Your task is to transcribe the entries below exactly, from their first line down to the line containing "let this_month = first_of_month(today);", and to stop there.

(Saved data entries)
○ ○ ○ ○

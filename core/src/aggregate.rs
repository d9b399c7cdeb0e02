//! Per-day totals over a date range, and goal status for a single day.

use std::collections::BTreeMap;
use std::str::FromStr;

use anyhow::{Result, bail};
use chrono::{Datelike, Duration, NaiveDate, TimeZone};
use serde::Serialize;

use crate::day::logical_day;
use crate::models::{AggregatedDay, DaySummary, Entry, GoalProgress, GoalStatus, Goals, Nutrients};

/// Inclusive range of calendar dates.
#[derive(Debug, Clone, Copy, PartialEq, Eq, Serialize)]
pub struct DateRange {
    pub from: NaiveDate,
    pub to: NaiveDate,
}

impl DateRange {
    #[must_use]
    pub fn new(from: NaiveDate, to: NaiveDate) -> Self {
        Self { from, to }
    }

    #[must_use]
    pub fn contains(&self, date: NaiveDate) -> bool {
        date >= self.from && date <= self.to
    }

    /// Resolves a preset relative to `today`.
    #[must_use]
    pub fn preset(preset: RangePreset, today: NaiveDate) -> Self {
        match preset {
            RangePreset::LastWeek => Self::new(today - Duration::days(6), today),
            RangePreset::LastMonth => Self::new(today - Duration::days(29), today),
            RangePreset::ThisMonth => Self::new(first_of_month(today), today),
            RangePreset::PreviousMonth => {
                let this_month = first_of_month(today);
                let last_day = this_month - Duration::days(1);
                Self::new(first_of_month(last_day), last_day)
            }
        }
    }
}

#[derive(Debug, Clone, Copy, PartialEq, Eq)]
pub enum RangePreset {
    /// Today and the six days before it.
    LastWeek,
    /// Today and the 29 days before it.
    LastMonth,
    /// From the first of the current month to today.
    ThisMonth,
    /// The whole previous calendar month.
    PreviousMonth,
}

impl FromStr for RangePreset {
    type Err = anyhow::Error;

    fn from_str(s: &str) -> Result<Self> {
        match s {
            "7" | "week" => Ok(Self::LastWeek),
            "30" => Ok(Self::LastMonth),
            "month" | "m0" => Ok(Self::ThisMonth),
            "last-month" | "m1" => Ok(Self::PreviousMonth),
            _ => bail!("Invalid preset '{s}'. Use 7, 30, month or last-month"),
        }
    }
}

fn first_of_month(date: NaiveDate) -> NaiveDate {
    date.with_day(1).unwrap_or(date)
}

/// Sums entries per logical day within `range`.
///
/// Output is ordered by date and only contains days with at least one entry.
#[must_use]
pub fn aggregate_by_day<Tz: TimeZone>(
    entries: &[Entry],
    range: DateRange,
    day_start_hour: u32,
    tz: &Tz,
) -> Vec<AggregatedDay> {
    let mut buckets: BTreeMap<NaiveDate, Nutrients> = BTreeMap::new();
    for entry in entries {
        let day = logical_day(&entry.timestamp, day_start_hour, tz);
        if !range.contains(day) {
            continue;
        }
        buckets.entry(day).or_default().add(&Nutrients::from(entry));
    }

    buckets
        .into_iter()
        .map(|(date, sum)| AggregatedDay {
            date: date.format("%Y-%m-%d").to_string(),
            kcal: sum.kcal,
            prot: sum.protein,
            fat: sum.fat,
            carb: sum.carb,
        })
        .collect()
}

/// Everything logged on logical day `day`, newest first, with totals checked
/// against `goals`.
#[must_use]
pub fn summarize_day<Tz: TimeZone>(
    entries: &[Entry],
    day: NaiveDate,
    day_start_hour: u32,
    tz: &Tz,
    goals: Goals,
) -> DaySummary {
    let mut day_entries: Vec<Entry> = entries
        .iter()
        .filter(|e| logical_day(&e.timestamp, day_start_hour, tz) == day)
        .cloned()
        .collect();
    day_entries.sort_by(|a, b| b.timestamp.cmp(&a.timestamp));

    let mut totals = Nutrients::default();
    for entry in &day_entries {
        totals.add(&Nutrients::from(entry));
    }

    let progress = GoalProgress {
        kcal: GoalStatus::classify(totals.kcal, goals.kcal),
        protein: GoalStatus::classify(totals.protein, goals.protein),
        fat: GoalStatus::classify(totals.fat, goals.fat),
        carb: GoalStatus::classify(totals.carb, goals.carb),
    };

    DaySummary {
        date: day,
        entries: day_entries,
        totals,
        goals,
        progress,
    }
}

#[cfg(test)]
mod tests {
    use chrono::{DateTime, FixedOffset, NaiveDateTime, Utc};

    use super::*;

    fn tz() -> FixedOffset {
        FixedOffset::east_opt(3 * 3600).unwrap()
    }

    fn date(s: &str) -> NaiveDate {
        NaiveDate::parse_from_str(s, "%Y-%m-%d").unwrap()
    }

    fn entry(id: i64, local: &str, kcal: f64, protein: f64, fat: f64, carb: f64) -> Entry {
        let naive = NaiveDateTime::parse_from_str(local, "%Y-%m-%d %H:%M").unwrap();
        let timestamp: DateTime<Utc> = tz()
            .from_local_datetime(&naive)
            .single()
            .unwrap()
            .with_timezone(&Utc);
        Entry {
            id,
            name: format!("entry {id}"),
            weight: 100.0,
            kcal,
            protein,
            fat,
            carb,
            timestamp,
        }
    }

    fn goals() -> Goals {
        Goals {
            kcal: 2000,
            protein: 120,
            fat: 70,
            carb: 220,
        }
    }

    #[test]
    fn test_empty_entries_yield_empty_sequence() {
        let range = DateRange::new(date("2024-01-01"), date("2024-12-31"));
        assert!(aggregate_by_day(&[], range, 3, &tz()).is_empty());
    }

    #[test]
    fn test_sums_per_day() {
        let entries = vec![
            entry(1, "2024-06-15 08:00", 300.0, 10.0, 5.0, 40.0),
            entry(2, "2024-06-15 13:00", 600.5, 30.25, 20.0, 70.0),
            entry(3, "2024-06-16 09:00", 250.0, 12.0, 8.0, 30.0),
        ];
        let range = DateRange::new(date("2024-06-15"), date("2024-06-16"));
        let days = aggregate_by_day(&entries, range, 3, &tz());

        assert_eq!(days.len(), 2);
        assert_eq!(days[0].date, "2024-06-15");
        assert_eq!(days[0].kcal, 300.0 + 600.5);
        assert_eq!(days[0].prot, 10.0 + 30.25);
        assert_eq!(days[0].fat, 25.0);
        assert_eq!(days[0].carb, 110.0);
        assert_eq!(days[1].date, "2024-06-16");
        assert_eq!(days[1].kcal, 250.0);
    }

    #[test]
    fn test_night_snack_counts_towards_previous_day() {
        let entries = vec![
            entry(1, "2024-06-15 02:30", 100.0, 0.0, 0.0, 0.0),
            entry(2, "2024-06-15 04:30", 200.0, 0.0, 0.0, 0.0),
        ];
        let range = DateRange::new(date("2024-06-01"), date("2024-06-30"));
        let days = aggregate_by_day(&entries, range, 3, &tz());

        assert_eq!(days.len(), 2);
        assert_eq!(days[0].date, "2024-06-14");
        assert_eq!(days[0].kcal, 100.0);
        assert_eq!(days[1].date, "2024-06-15");
        assert_eq!(days[1].kcal, 200.0);
    }

    #[test]
    fn test_range_is_inclusive_and_date_only() {
        let entries = vec![
            entry(1, "2024-06-10 23:59", 1.0, 0.0, 0.0, 0.0),
            entry(2, "2024-06-12 23:59", 2.0, 0.0, 0.0, 0.0),
            entry(3, "2024-06-13 12:00", 4.0, 0.0, 0.0, 0.0),
            entry(4, "2024-06-09 12:00", 8.0, 0.0, 0.0, 0.0),
        ];
        let range = DateRange::new(date("2024-06-10"), date("2024-06-12"));
        let days = aggregate_by_day(&entries, range, 0, &tz());

        let dates: Vec<&str> = days.iter().map(|d| d.date.as_str()).collect();
        assert_eq!(dates, vec!["2024-06-10", "2024-06-12"]);
    }

    #[test]
    fn test_output_sorted_and_unique() {
        let entries = vec![
            entry(1, "2024-06-20 12:00", 1.0, 0.0, 0.0, 0.0),
            entry(2, "2024-06-02 12:00", 1.0, 0.0, 0.0, 0.0),
            entry(3, "2024-06-11 12:00", 1.0, 0.0, 0.0, 0.0),
            entry(4, "2024-06-02 18:00", 1.0, 0.0, 0.0, 0.0),
            entry(5, "2024-06-20 07:00", 1.0, 0.0, 0.0, 0.0),
        ];
        let range = DateRange::new(date("2024-06-01"), date("2024-06-30"));
        let days = aggregate_by_day(&entries, range, 3, &tz());

        assert_eq!(days.len(), 3);
        assert!(days.windows(2).all(|w| w[0].date < w[1].date));
    }

    #[test]
    fn test_missing_days_not_filled() {
        let entries = vec![
            entry(1, "2024-06-01 12:00", 1.0, 0.0, 0.0, 0.0),
            entry(2, "2024-06-05 12:00", 1.0, 0.0, 0.0, 0.0),
        ];
        let range = DateRange::new(date("2024-06-01"), date("2024-06-07"));
        assert_eq!(aggregate_by_day(&entries, range, 3, &tz()).len(), 2);
    }

    #[test]
    fn test_summarize_day_newest_first() {
        let entries = vec![
            entry(1, "2024-06-15 08:00", 500.0, 30.0, 20.0, 50.0),
            entry(2, "2024-06-15 20:00", 1600.0, 95.0, 60.0, 175.0),
            entry(3, "2024-06-16 01:00", 100.0, 1.0, 1.0, 1.0),
            entry(4, "2024-06-16 09:00", 999.0, 0.0, 0.0, 0.0),
        ];
        let summary = summarize_day(&entries, date("2024-06-15"), 3, &tz(), goals());

        let ids: Vec<i64> = summary.entries.iter().map(|e| e.id).collect();
        assert_eq!(ids, vec![3, 2, 1]);
        assert_eq!(summary.totals.kcal, 2200.0);
        assert_eq!(summary.progress.kcal, GoalStatus::OnTarget);
        assert_eq!(summary.totals.protein, 126.0);
        assert_eq!(summary.progress.protein, GoalStatus::OnTarget);
        assert_eq!(summary.progress.fat, GoalStatus::Over);
        assert_eq!(summary.progress.carb, GoalStatus::OnTarget);
    }

    #[test]
    fn test_summarize_empty_day() {
        let summary = summarize_day(&[], date("2024-06-15"), 3, &tz(), goals());
        assert!(summary.entries.is_empty());
        assert_eq!(summary.progress.kcal, GoalStatus::Under);
    }

    #[test]
    fn test_presets() {
        let today = date("2024-03-15");
        assert_eq!(
            DateRange::preset(RangePreset::LastWeek, today),
            DateRange::new(date("2024-03-09"), today)
        );
        assert_eq!(
            DateRange::preset(RangePreset::LastMonth, today),
            DateRange::new(date("2024-02-15"), today)
        );
        assert_eq!(
            DateRange::preset(RangePreset::ThisMonth, today),
            DateRange::new(date("2024-03-01"), today)
        );
        assert_eq!(
            DateRange::preset(RangePreset::PreviousMonth, today),
            DateRange::new(date("2024-02-01"), date("2024-02-29"))
        );
    }

    #[test]
    fn test_previous_month_in_january() {
        let range = DateRange::preset(RangePreset::PreviousMonth, date("2025-01-10"));
        assert_eq!(range, DateRange::new(date("2024-12-01"), date("2024-12-31")));
    }

    #[test]
    fn test_preset_from_str() {
        assert_eq!("7".parse::<RangePreset>().unwrap(), RangePreset::LastWeek);
        assert_eq!("last-month".parse::<RangePreset>().unwrap(), RangePreset::PreviousMonth);
        assert!("year".parse::<RangePreset>().is_err());
    }
}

○ ○ ○ ○

> **The completed task**
filename core/src/aggregate.rs
repository d9b399c7cdeb0e02
//! Per-day totals over a date range, and goal status for a single day.

use std::collections::BTreeMap;
use std::str::FromStr;

use anyhow::{Result, bail};
use chrono::{Datelike, Duration, NaiveDate, TimeZone};
use serde::Serialize;

use crate::day::logical_day;
use crate::models::{AggregatedDay, DaySummary, Entry, GoalProgress, GoalStatus, Goals, Nutrients};

/// Inclusive range of calendar dates.
#[derive(Debug, Clone, Copy, PartialEq, Eq, Serialize)]
pub struct DateRange {
    pub from: NaiveDate,
    pub to: NaiveDate,
}

impl DateRange {
    #[must_use]
    pub fn new(from: NaiveDate, to: NaiveDate) -> Self {
        Self { from, to }
    }

    #[must_use]
    pub fn contains(&self, date: NaiveDate) -> bool {
        date >= self.from && date <= self.to
    }

    /// Resolves a preset relative to `today`.
    #[must_use]
    pub fn preset(preset: RangePreset, today: NaiveDate) -> Self {
        match preset {
            RangePreset::LastWeek => Self::new(today - Duration::days(6), today),
            RangePreset::LastMonth => Self::new(today - Duration::days(29), today),
            RangePreset::ThisMonth => Self::new(first_of_month(today), today),
            RangePreset::PreviousMonth => {
                let this_month = first_of_month(today);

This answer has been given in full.